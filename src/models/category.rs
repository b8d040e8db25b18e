use crate::error::AppError;
use serde::{Deserialize, Serialize};
use std::fmt;
use std::str::FromStr;

#[derive(Debug, Clone, Copy, Serialize, Deserialize, PartialEq, Eq, Hash)]
#[serde(rename_all = "lowercase")]
pub enum Gender {
    Male,
    Female,
}

impl Gender {
    pub fn as_str(&self) -> &'static str {
        match self {
            Gender::Male => "male",
            Gender::Female => "female",
        }
    }

    pub fn parse(s: &str) -> Option<Self> {
        match s.trim().to_lowercase().as_str() {
            "male" => Some(Gender::Male),
            "female" => Some(Gender::Female),
            _ => None,
        }
    }
}

/// Body region a garment is worn on; the `category` of a try-on request
#[derive(Debug, Clone, Copy, Serialize, Deserialize, PartialEq, Eq, Hash)]
#[serde(rename_all = "snake_case")]
pub enum BodyRegion {
    UpperBody,
    LowerBody,
}

impl BodyRegion {
    pub fn as_str(&self) -> &'static str {
        match self {
            BodyRegion::UpperBody => "upper_body",
            BodyRegion::LowerBody => "lower_body",
        }
    }

    pub fn parse(s: &str) -> Option<Self> {
        match s.trim().to_lowercase().as_str() {
            "upper_body" => Some(BodyRegion::UpperBody),
            "lower_body" => Some(BodyRegion::LowerBody),
            _ => None,
        }
    }
}

/// Gender + body region, stored as e.g. `"male upper_body"`
#[derive(Debug, Clone, Copy, Serialize, Deserialize, PartialEq, Eq, Hash)]
#[serde(try_from = "String", into = "String")]
pub struct ProductCategory {
    pub gender: Gender,
    pub region: BodyRegion,
}

impl ProductCategory {
    pub const fn new(gender: Gender, region: BodyRegion) -> Self {
        Self { gender, region }
    }

    pub fn all() -> &'static [ProductCategory] {
        static ALL: [ProductCategory; 4] = [
            ProductCategory::new(Gender::Male, BodyRegion::UpperBody),
            ProductCategory::new(Gender::Male, BodyRegion::LowerBody),
            ProductCategory::new(Gender::Female, BodyRegion::UpperBody),
            ProductCategory::new(Gender::Female, BodyRegion::LowerBody),
        ];
        &ALL
    }

    /// Heading used by the admin dashboard
    pub fn title(&self) -> &'static str {
        match (self.gender, self.region) {
            (Gender::Male, BodyRegion::UpperBody) => "Men's Tops",
            (Gender::Male, BodyRegion::LowerBody) => "Men's Bottoms",
            (Gender::Female, BodyRegion::UpperBody) => "Women's Tops",
            (Gender::Female, BodyRegion::LowerBody) => "Women's Bottoms",
        }
    }
}

impl Default for ProductCategory {
    fn default() -> Self {
        ProductCategory::new(Gender::Male, BodyRegion::LowerBody)
    }
}

impl fmt::Display for ProductCategory {
    fn fmt(&self, f: &mut fmt::Formatter) -> fmt::Result {
        write!(f, "{} {}", self.gender.as_str(), self.region.as_str())
    }
}

impl FromStr for ProductCategory {
    type Err = AppError;

    fn from_str(s: &str) -> Result<Self, Self::Err> {
        let invalid = || AppError::Validation(format!("Unknown category: '{}'", s));

        let mut parts = s.split_whitespace();
        let gender = parts.next().and_then(Gender::parse).ok_or_else(invalid)?;
        let region = parts.next().and_then(BodyRegion::parse).ok_or_else(invalid)?;
        if parts.next().is_some() {
            return Err(invalid());
        }

        Ok(ProductCategory::new(gender, region))
    }
}

impl TryFrom<String> for ProductCategory {
    type Error = AppError;

    fn try_from(s: String) -> Result<Self, Self::Error> {
        s.parse()
    }
}

impl From<ProductCategory> for String {
    fn from(category: ProductCategory) -> Self {
        category.to_string()
    }
}

#[cfg(test)]
mod tests {
    use super::*;

    #[test]
    fn test_category_round_trips_through_string() {
        for category in ProductCategory::all() {
            let parsed: ProductCategory = category.to_string().parse().unwrap();
            assert_eq!(&parsed, category);
        }
        assert_eq!(
            ProductCategory::new(Gender::Female, BodyRegion::UpperBody).to_string(),
            "female upper_body"
        );
    }

    #[test]
    fn test_category_rejects_garbage() {
        assert!("male".parse::<ProductCategory>().is_err());
        assert!("male torso".parse::<ProductCategory>().is_err());
        assert!("male upper_body extra".parse::<ProductCategory>().is_err());
        assert!("".parse::<ProductCategory>().is_err());
    }

    #[test]
    fn test_category_serde_as_string() {
        let category = ProductCategory::new(Gender::Male, BodyRegion::LowerBody);
        let json = serde_json::to_string(&category).unwrap();
        assert_eq!(json, "\"male lower_body\"");

        let back: ProductCategory = serde_json::from_str(&json).unwrap();
        assert_eq!(back, category);
        assert!(serde_json::from_str::<ProductCategory>("\"kids upper_body\"").is_err());
    }

    #[test]
    fn test_titles() {
        assert_eq!(ProductCategory::default().title(), "Men's Bottoms");
        assert_eq!(
            ProductCategory::new(Gender::Female, BodyRegion::UpperBody).title(),
            "Women's Tops"
        );
    }
}
use super::image_input::ImageInput;
use super::{image_src, preview_src, step_back, ERROR_STYLE, PAGE_STYLE, PRIMARY_BUTTON, SECONDARY_BUTTON};
use crate::camera::{CameraSession, Countdown, CountdownTick, FacingMode, SystemCamera};
use crate::models::ImageFile;
use crate::services::{self, static_catalog};
use crate::state::use_app_state;
use crate::Screen;
use dioxus::prelude::*;
use dioxus_i18n::t;
use std::time::Duration;

/// Third wizard step: a photo of the shopper from upload, camera or an example model
#[component]
pub fn HumanSelectScreen(on_navigate: EventHandler<Screen>) -> Element {
    let state = use_app_state();
    let mut session = state.session;
    let mut selected = use_signal(|| None::<ImageFile>);
    let mut error = use_signal(String::new);
    let mut busy = use_signal(|| false);

    // Released when the screen goes away
    let mut camera = use_signal(|| CameraSession::new(SystemCamera::default()));
    let mut countdown = use_signal(|| None::<u32>);

    let gender = session.read().request().gender;

    let mut stop_camera = move || {
        camera.write().stop();
        countdown.set(None);
    };

    // The session releases the stream after every capture
    let mut capture = move || match camera.write().capture() {
        Ok(image) => selected.set(Some(image)),
        Err(e) => error.set(e.user_message()),
    };
    let camera_open = camera.read().is_active();

    let facing_label = match camera.read().facing() {
        FacingMode::User => t!("camera-facing-front"),
        FacingMode::Environment => t!("camera-facing-back"),
    };

    rsx! {
        div { style: "{PAGE_STYLE}",
            div { style: "display: flex; align-items: center; gap: 12px; margin-bottom: 20px;",
                button {
                    style: "{SECONDARY_BUTTON}",
                    onclick: move |_| {
                        stop_camera();
                        match step_back(&mut session.write()) {
                            Ok(screen) => on_navigate.call(screen),
                            Err(e) => error.set(e.user_message()),
                        }
                    },
                    "←"
                }
                h1 { style: "margin: 0; font-size: 22px; flex: 1;", {t!("human-photo-title")} }
            }

            if !error().is_empty() {
                div { style: "{ERROR_STYLE}", "⚠️ {error}" }
            }

            if let Some(image) = selected() {
                div { style: "display: flex; flex-direction: column; align-items: center; background: #e6e6e6; border-radius: 24px; padding: 24px; margin-bottom: 24px;",
                    img {
                        src: "{preview_src(&image)}",
                        style: "max-width: 260px; max-height: 360px; border-radius: 12px; margin-bottom: 16px; object-fit: contain;",
                    }
                    div { style: "display: flex; gap: 8px;",
                        button {
                            style: "{SECONDARY_BUTTON}",
                            onclick: move |_| selected.set(None),
                            {t!("action-choose-another")}
                        }
                        button {
                            style: "{PRIMARY_BUTTON}",
                            onclick: move |_| {
                                let Some(image) = selected() else { return };
                                match session.write().confirm_human(image) {
                                    Ok(()) => on_navigate.call(Screen::Generating),
                                    Err(e) => error.set(e.user_message()),
                                }
                            },
                            {t!("action-continue")}
                        }
                    }
                }
            } else if camera_open {
                div { style: "background: #111111; color: white; border-radius: 24px; padding: 24px; margin-bottom: 24px; text-align: center;",
                    p { "📷 {facing_label}" }
                    if let Some(seconds) = countdown() {
                        div { style: "font-size: 64px; font-weight: 700; margin: 16px 0;", "{seconds}" }
                        p { {t!("camera-adjust-yourself")} }
                    } else {
                        div { style: "display: flex; flex-wrap: wrap; gap: 8px; justify-content: center;",
                            button {
                                style: "{SECONDARY_BUTTON}",
                                onclick: move |_| capture(),
                                {t!("action-take-photo")}
                            }
                            button {
                                style: "{SECONDARY_BUTTON}",
                                onclick: move |_| {
                                    let mut timer = Countdown::default();
                                    countdown.set(Some(timer.remaining()));
                                    spawn(async move {
                                        loop {
                                            tokio::time::sleep(Duration::from_secs(1)).await;
                                            match timer.tick() {
                                                CountdownTick::Remaining(n) => countdown.set(Some(n)),
                                                CountdownTick::Capture => break,
                                            }
                                        }
                                        countdown.set(None);
                                        capture();
                                    });
                                },
                                "⏱️ "
                                {t!("action-take-photo-timer")}
                            }
                            button {
                                style: "{SECONDARY_BUTTON}",
                                onclick: move |_| {
                                    if let Err(e) = camera.write().switch_facing() {
                                        error.set(e.user_message());
                                    }
                                },
                                "🔄 "
                                {t!("action-switch-camera")}
                            }
                            button {
                                style: "{SECONDARY_BUTTON}",
                                onclick: move |_| stop_camera(),
                                {t!("action-cancel")}
                            }
                        }
                    }
                }
            } else {
                ImageInput {
                    label: t!("upload-human-photo"),
                    file_name: "human-image.jpg".to_string(),
                    on_selected: move |image| selected.set(Some(image)),
                }
                button {
                    style: "{SECONDARY_BUTTON} width: 100%; margin-bottom: 24px;",
                    onclick: move |_| {
                        error.set(String::new());
                        if let Err(e) = camera.write().start() {
                            error.set(e.user_message());
                        }
                    },
                    "📷 "
                    {t!("action-use-camera")}
                }
            }

            if let Some(gender) = gender {
                h2 { style: "font-size: 18px; margin: 8px 0 12px;", {t!("example-models-title")} }
                div { style: "display: grid; grid-template-columns: 1fr 1fr 1fr; gap: 8px;",
                    for model in static_catalog::example_models(gender) {
                        img {
                            key: "{model}",
                            src: "{image_src(model)}",
                            style: "width: 100%; height: 160px; object-fit: cover; border-radius: 12px; cursor: pointer; background: #eeeeee;",
                            onclick: move |_| {
                                if busy() {
                                    return;
                                }
                                busy.set(true);
                                error.set(String::new());
                                spawn(async move {
                                    match services::load_image_source(model, "human-image.jpg").await {
                                        Ok(image) => selected.set(Some(image)),
                                        Err(e) => error.set(e.user_message()),
                                    }
                                    busy.set(false);
                                });
                            },
                        }
                    }
                }
            }
        }
    }
}
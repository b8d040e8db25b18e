use crate::error::AppError;
use crate::filesystem;
use crate::image_processing;
use crate::models::{GeneratedImage, ImageFile, ImageSlot, TryOnRequest};
use crate::services::static_catalog;
use crate::wizard::{Submission, WizardError};
use tryon_client::{GenerationRequest, GenerationService};

/// Turns a complete try-on request into one composite image
#[allow(async_fn_in_trait)]
pub trait ImageGenerator {
    async fn generate(&self, request: &TryOnRequest) -> Result<GeneratedImage, AppError>;
}

/// Builds the wire request; both images must be present
pub fn to_generation_request(request: &TryOnRequest) -> Result<GenerationRequest, AppError> {
    let garment = request
        .garment_image
        .as_ref()
        .filter(|img| !img.is_empty())
        .ok_or(WizardError::MissingImage(ImageSlot::Garment))?;
    let human = request
        .human_image
        .as_ref()
        .filter(|img| !img.is_empty())
        .ok_or(WizardError::MissingImage(ImageSlot::Human))?;

    Ok(GenerationRequest {
        garment_image: garment.to_part(),
        human_image: human.to_part(),
        garment_description: request.garment_description.clone(),
        category: request.category.as_str().to_string(),
        denoise_steps: request.params.denoise_steps,
        seed: request.params.seed,
        number_of_images: request.params.number_of_images,
    })
}

impl ImageGenerator for GenerationService {
    async fn generate(&self, request: &TryOnRequest) -> Result<GeneratedImage, AppError> {
        let wire = to_generation_request(request)?;
        let png = GenerationService::generate(self, &wire).await?;

        let image = GeneratedImage::from(png);
        image_processing::png_dimensions(&image.png)?;
        Ok(image)
    }
}

/// Runs the generator for a prepared submission
pub async fn generate_for<G: ImageGenerator>(
    generator: &G,
    submission: &Submission,
) -> Result<GeneratedImage, AppError> {
    generator.generate(&submission.request).await
}

/// Loads an image from a data URL, an http(s) URL, a bundled catalog image or
/// a path in the app data directory. `name` becomes the file name of the
/// multipart part.
pub async fn load_image_source(source: &str, name: &str) -> Result<ImageFile, AppError> {
    let source = source.trim();

    if source.starts_with("data:") {
        let (mime, bytes) = image_processing::decode_data_url(source)?;
        return Ok(ImageFile::new(name, mime, bytes));
    }

    if source.starts_with("http://") || source.starts_with("https://") {
        let fetched = tryon_client::fetch_image(source).await?;
        let mime = image_processing::sniff_mime(&fetched.bytes)
            .map(str::to_string)
            .or(fetched.mime)
            .unwrap_or_else(|| "image/jpeg".to_string());
        return Ok(ImageFile::new(name, mime, fetched.bytes));
    }

    if let Some(bytes) = static_catalog::bundled_image(source) {
        let mime = image_processing::sniff_mime(bytes).unwrap_or("image/png");
        return Ok(ImageFile::new(name, mime, bytes.to_vec()));
    }

    let path = filesystem::resolve_data_path(source);
    let mut file = image_processing::image_file_from_path(&path)?;
    file.name = name.to_string();
    Ok(file)
}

· · ·

Check each line of the listing above. Copy the ones with the word "path".

→ Answer section
/// a path in the app data directory. `name` becomes the file name of the
    let path = filesystem::resolve_data_path(source);
    let mut file = image_processing::image_file_from_path(&path)?;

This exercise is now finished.